WORK INSTRUCTIONS
Collect all lines from the listing that include the string "NotePatch".

=== EXTRACTED ENTRIES ===

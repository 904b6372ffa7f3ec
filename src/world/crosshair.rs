use bevy::prelude::*;

/// Marker for the crosshair UI element.
#[derive(Component)]
pub struct Crosshair;

pub fn setup_crosshair(mut commands: Commands) {
    // Crosshair container (centered on screen)
    commands
        .spawn((
            Crosshair,
            Node {
                width: Val::Percent(100.0),
                height: Val::Percent(100.0),
                justify_content: JustifyContent::Center,
                align_items: AlignItems::Center,
                position_type: PositionType::Absolute,
                ..default()
            },
        ))
        .with_children(|parent| {
            // Crosshair dot
            parent.spawn((
                Node {
                    width: Val::Px(4.0),
                    height: Val::Px(4.0),
                    ..default()
                },
                BackgroundColor(Color::srgba(1.0, 1.0, 1.0, 0.7)),
            ));
        });
}

pub fn hide_crosshair(mut query: Query<&mut Visibility, With<Crosshair>>) {
    for mut visibility in query.iter_mut() {
        *visibility = Visibility::Hidden;
    }
}

pub fn show_crosshair(mut query: Query<&mut Visibility, With<Crosshair>>) {
    for mut visibility in query.iter_mut() {
        *visibility = Visibility::Inherited;
    }
}
//! Clients of the remote note service.
use crate::errors::RemoteError;
use crate::note::{Note, NoteDraft, NoteId, NotePatch};
use futures::future::BoxFuture;

mod http;
mod in_memory;
#[cfg(test)]
mod tests;
pub mod util;

pub use http::HttpRemote;
pub use in_memory::InMemoryRemote;

pub type BoxedRemote = Box<dyn RemoteNoteService + Send + Sync>;

/// An abstraction over the remote note service.
///
/// The service owns note identity: it assigns ids and timestamps on
/// creation and returns the authoritative copy of a note after every
/// mutation. Timestamps arrive serialized and are parsed into a comparable
/// temporal type before they reach the canonical list.
pub trait RemoteNoteService {
    /// Fetch the full note collection of the current user, pinned notes
    /// first, most recently updated first within each group.
    fn list(&self) -> BoxFuture<Result<Vec<Note>, RemoteError>>;
    /// Create a note from a draft.
    ///
    /// The service assigns the id and both timestamps, and substitutes
    /// "Untitled" for an empty draft title.
    fn create(&self, draft: NoteDraft) -> BoxFuture<Result<Note, RemoteError>>;
    /// Fetch a single note.
    fn get<'a>(&'a self, id: &'a NoteId) -> BoxFuture<'a, Result<Note, RemoteError>>;
    /// Merge a partial update into a note and refresh its update timestamp.
    fn update<'a>(
        &'a self,
        id: &'a NoteId,
        patch: NotePatch,
    ) -> BoxFuture<'a, Result<Note, RemoteError>>;
    /// Delete a note.
    fn delete<'a>(&'a self, id: &'a NoteId) -> BoxFuture<'a, Result<(), RemoteError>>;
    /// Flip a note's pinned flag.
    fn toggle_pin<'a>(&'a self, id: &'a NoteId) -> BoxFuture<'a, Result<Note, RemoteError>>;
    /// Add a tag to a note. Adding a tag that is already present is a no-op.
    fn add_tag<'a>(
        &'a self,
        id: &'a NoteId,
        tag: &'a str,
    ) -> BoxFuture<'a, Result<Note, RemoteError>>;
    /// Remove a tag from a note.
    fn remove_tag<'a>(
        &'a self,
        id: &'a NoteId,
        tag: &'a str,
    ) -> BoxFuture<'a, Result<Note, RemoteError>>;
}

===

WRITTEN RESPONSE
use crate::note::{Note, NoteDraft, NoteId, NotePatch};
        patch: NotePatch,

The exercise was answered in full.